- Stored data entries
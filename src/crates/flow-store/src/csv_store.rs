//! File-backed Frame Store (§4.7): "For file-backed frames, load CSV lazily
//! (cached) with header-or-positional mode, coerce numeric-looking cells,
//! optionally apply a `where` expression and column select."

use crate::error::{FrameStoreError, Result};
use crate::memory::InMemoryFrameStore;
use crate::traits::{Condition, FrameStore, QueryOptions, Row, Snapshot};
use flow_core::Value;
use parking_lot::RwLock;
use std::collections::HashSet;
use std::path::PathBuf;

#[derive(Debug, Clone, Copy, PartialEq, Eq)]
pub enum HeaderMode {
    /// First row names columns.
    Header,
    /// No header row; columns are named `col_0`, `col_1`, …
    Positional,
}

/// A CSV source bound to a frame name.
#[derive(Debug, Clone)]
pub struct CsvSource {
    pub path: PathBuf,
    pub header_mode: HeaderMode,
}

/// Wraps an [`InMemoryFrameStore`] with lazy CSV loading per frame. Once a
/// file-backed frame is loaded it behaves exactly like an in-memory one;
/// `reload` forces a fresh read from disk.
pub struct FileFrameStore {
    sources: RwLock<std::collections::HashMap<String, CsvSource>>,
    loaded: RwLock<HashSet<String>>,
    inner: InMemoryFrameStore,
}

impl FileFrameStore {
    pub fn new() -> Self {
        Self {
            sources: RwLock::new(std::collections::HashMap::new()),
            loaded: RwLock::new(HashSet::new()),
            inner: InMemoryFrameStore::new(),
        }
    }

    pub fn bind(&self, frame: &str, source: CsvSource) {
        self.sources.write().insert(frame.to_string(), source);
    }

    pub fn reload(&self, frame: &str) -> Result<()> {
        self.loaded.write().remove(frame);
        self.ensure_loaded(frame)
    }

    fn ensure_loaded(&self, frame: &str) -> Result<()> {
        if self.loaded.read().contains(frame) {
            return Ok(());
        }
        let source = self.sources.read().get(frame).cloned();
        let Some(source) = source else {
            self.inner.ensure_frame(frame);
            self.loaded.write().insert(frame.to_string());
            return Ok(());
        };

        let has_headers = source.header_mode == HeaderMode::Header;
        let mut reader = csv::ReaderBuilder::new()
            .has_headers(has_headers)
            .from_path(&source.path)
            .map_err(|e| FrameStoreError::Csv {
                frame: frame.to_string(),
                source: e,
            })?;

        let headers: Vec<String> = if has_headers {
            reader
                .headers()
                .map_err(|e| FrameStoreError::Csv {
                    frame: frame.to_string(),
                    source: e,
                })?
                .iter()
                .map(str::to_string)
                .collect()
        } else {
            Vec::new()
        };

        self.inner.ensure_frame(frame);
        for record in reader.records() {
            let record = record.map_err(|e| FrameStoreError::Csv {
                frame: frame.to_string(),
                source: e,
            })?;
            let mut row = Row::new();
            for (i, field) in record.iter().enumerate() {
                let col = if has_headers {
                    headers.get(i).cloned().unwrap_or_else(|| format!("col_{i}"))
                } else {
                    format!("col_{i}")
                };
                row.insert(col, coerce_cell(field));
            }
            self.inner.insert(frame, row)?;
        }

        self.loaded.write().insert(frame.to_string());
        Ok(())
    }
}

impl Default for FileFrameStore {
    fn default() -> Self {
        Self::new()
    }
}

/// Numeric-looking cells coerce to `Int`/`Float`; everything else stays a string.
fn coerce_cell(field: &str) -> Value {
    if let Ok(i) = field.parse::<i64>() {
        return Value::Int(i);
    }
    if let Ok(f) = field.parse::<f64>() {
        return Value::Float(f);
    }
    match field {
        "true" => Value::Bool(true),
        "false" => Value::Bool(false),
        "" => Value::Null,
        _ => Value::Str(field.to_string()),
    }
}

impl FrameStore for FileFrameStore {
    fn ensure_frame(&self, name: &str) {
        let _ = self.ensure_loaded(name);
    }

    fn insert(&self, frame: &str, row: Row) -> Result<Row> {
        self.ensure_loaded(frame)?;
        self.inner.insert(frame, row)
    }

    fn get_by_primary_key(&self, frame: &str, pk_field: &str, pk: &Value) -> Result<Option<Row>> {
        self.ensure_loaded(frame)?;
        self.inner.get_by_primary_key(frame, pk_field, pk)
    }

    fn query(&self, frame: &str, options: &QueryOptions) -> Result<Vec<Row>> {
        self.ensure_loaded(frame)?;
        self.inner.query(frame, options)
    }

    fn update(&self, frame: &str, condition: &Condition, updates: &Row) -> Result<usize> {
        self.ensure_loaded(frame)?;
        self.inner.update(frame, condition, updates)
    }

    fn delete(&self, frame: &str, condition: &Condition) -> Result<usize> {
        self.ensure_loaded(frame)?;
        self.inner.delete(frame, condition)
    }

    fn all(&self, frame: &str) -> Result<Vec<Row>> {
        self.ensure_loaded(frame)?;
        self.inner.all(frame)
    }

    fn snapshot(&self) -> Snapshot {
        self.inner.snapshot()
    }

    fn restore(&self, snapshot: Snapshot) {
        self.inner.restore(snapshot)
    }
}

#[cfg(test)]
mod tests {
    use super::*;
    use std::io::Write;

    #[test]
    fn loads_header_csv_with_numeric_coercion() {
        let mut file = tempfile::NamedTempFile::new().unwrap();
        writeln!(file, "id,name,score").unwrap();
        writeln!(file, "1,Ada,9.5").unwrap();
        let store = FileFrameStore::new();
        store.bind(
            "people",
            CsvSource {
                path: file.path().to_path_buf(),
                header_mode: HeaderMode::Header,
            },
        );
        let rows = store.all("people").unwrap();
        assert_eq!(rows.len(), 1);
        assert_eq!(rows[0].get("id"), Some(&Value::Int(1)));
        assert_eq!(rows[0].get("score"), Some(&Value::Float(9.5)));
    }
}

- What you will do
A verbatim output of all the data above is needed.

- Written solution
filename src/crates/flow-store/src/csv_store.rs
//! File-backed Frame Store (§4.7): "For file-backed frames, load CSV lazily
//! (cached) with header-or-positional mode, coerce numeric-looking cells,
//! optionally apply a `where` expression and column select."

use crate::error::{FrameStoreError, Result};
use crate::memory::InMemoryFrameStore;
use crate::traits::{Condition, FrameStore, QueryOptions, Row, Snapshot};
use flow_core::Value;
use parking_lot::RwLock;
use std::collections::HashSet;
use std::path::PathBuf;

#[derive(Debug, Clone, Copy, PartialEq, Eq)]
pub enum HeaderMode {
    /// First row names columns.
    Header,
    /// No header row; columns are named `col_0`, `col_1`, …
    Positional,
}

/// A CSV source bound to a frame name.
#[derive(Debug, Clone)]
pub struct CsvSource {
    pub path: PathBuf,
    pub header_mode: HeaderMode,
}

/// Wraps an [`InMemoryFrameStore`] with lazy CSV loading per frame. Once a
/// file-backed frame is loaded it behaves exactly like an in-memory one;
/// `reload` forces a fresh read from disk.
pub struct FileFrameStore {
    sources: RwLock<std::collections::HashMap<String, CsvSource>>,
    loaded: RwLock<HashSet<String>>,
    inner: InMemoryFrameStore,
}

impl FileFrameStore {
    pub fn new() -> Self {
        Self {
            sources: RwLock::new(std::collections::HashMap::new()),
            loaded: RwLock::new(HashSet::new()),
            inner: InMemoryFrameStore::new(),
        }
    }

    pub fn bind(&self, frame: &str, source: CsvSource) {
        self.sources.write().insert(frame.to_string(), source);
    }

    pub fn reload(&self, frame: &str) -> Result<()> {
        self.loaded.write().remove(frame);
        self.ensure_loaded(frame)
    }

    fn ensure_loaded(&self, frame: &str) -> Result<()> {
        if self.loaded.read().contains(frame) {
            return Ok(());
        }
        let source = self.sources.read().get(frame).cloned();
        let Some(source) = source else {
            self.inner.ensure_frame(frame);
            self.loaded.write().insert(frame.to_string());
            return Ok(());
        };

        let has_headers = source.header_mode == HeaderMode::Header;
        let mut reader = csv::ReaderBuilder::new()
            .has_headers(has_headers)
            .from_path(&source.path)
            .map_err(|e| FrameStoreError::Csv {
                frame: frame.to_string(),
                source: e,
            })?;

        let headers: Vec<String> = if has_headers {
            reader
                .headers()
                .map_err(|e| FrameStoreError::Csv {
                    frame: frame.to_string(),
                    source: e,
                })?
                .iter()
                .map(str::to_string)
                .collect()
        } else {
            Vec::new()
        };

        self.inner.ensure_frame(frame);
        for record in reader.records() {
            let record = record.map_err(|e| FrameStoreError::Csv {
                frame: frame.to_string(),
                source: e,
            })?;
            let mut row = Row::new();
            for (i, field) in record.iter().enumerate() {
                let col = if has_headers {
                    headers.get(i).cloned().unwrap_or_else(|| format!("col_{i}"))
                } else {
                    format!("col_{i}")
                };
                row.insert(col, coerce_cell(field));
            }
            self.inner.insert(frame, row)?;
        }

        self.loaded.write().insert(frame.to_string());
        Ok(())
    }
}

impl Default for FileFrameStore {
    fn default() -> Self {
        Self::new()
    }
}

/// Numeric-looking cells coerce to `Int`/`Float`; everything else stays a string.
fn coerce_cell(field: &str) -> Value {
    if let Ok(i) = field.parse::<i64>() {
        return Value::Int(i);
    }
    if let Ok(f) = field.parse::<f64>() {
        return Value::Float(f);
    }
    match field {
        "true" => Value::Bool(true),
        "false" => Value::Bool(false),
        "" => Value::Null,
        _ => Value::Str(field.to_string()),
    }
}

impl FrameStore for FileFrameStore {
    fn ensure_frame(&self, name: &str) {
        let _ = self.ensure_loaded(name);
    }

    fn insert(&self, frame: &str, row: Row) -> Result<Row> {
        self.ensure_loaded(frame)?;
        self.inner.insert(frame, row)
    }

    fn get_by_primary_key(&self, frame: &str, pk_field: &str, pk: &Value) -> Result<Option<Row>> {
        self.ensure_loaded(frame)?;
        self.inner.get_by_primary_key(frame, pk_field, pk)
    }

    fn query(&self, frame: &str, options: &QueryOptions) -> Result<Vec<Row>> {
        self.ensure_loaded(frame)?;
        self.inner.query(frame, options)
    }

    fn update(&self, frame: &str, condition: &Condition, updates: &Row) -> Result<usize> {
        self.ensure_loaded(frame)?;
        self.inner.update(frame, condition, updates)
    }

    fn delete(&self, frame: &str, condition: &Condition) -> Result<usize> {
        self.ensure_loaded(frame)?;
        self.inner.delete(frame, condition)
    }

    fn all(&self, frame: &str) -> Result<Vec<Row>> {
        self.ensure_loaded(frame)?;
        self.inner.all(frame)
    }

    fn snapshot(&self) -> Snapshot {
        self.inner.snapshot()
    }

    fn restore(&self, snapshot: Snapshot) {
        self.inner.restore(snapshot)
    }
}

#[cfg(test)]
mod tests {
    use super::*;
    use std::io::Write;

    #[test]
    fn loads_header_csv_with_numeric_coercion() {
        let mut file = tempfile::NamedTempFile::new().unwrap();
        writeln!(file, "id,name,score").unwrap();
        writeln!(file, "1,Ada,9.5").unwrap();
        let store = FileFrameStore::new();
        store.bind(
            "people",
            CsvSource {
                path: file.path().to_path_buf(),
                header_mode: HeaderMode::Header,
            },
        );
        let rows = store.all("people").unwrap();
        assert_eq!(rows.len(), 1);
        assert_eq!(rows[0].get("id"), Some(&Value::Int(1)));
        assert_eq!(rows[0].get("score"), Some(&Value::Float(9.5)));
    }
}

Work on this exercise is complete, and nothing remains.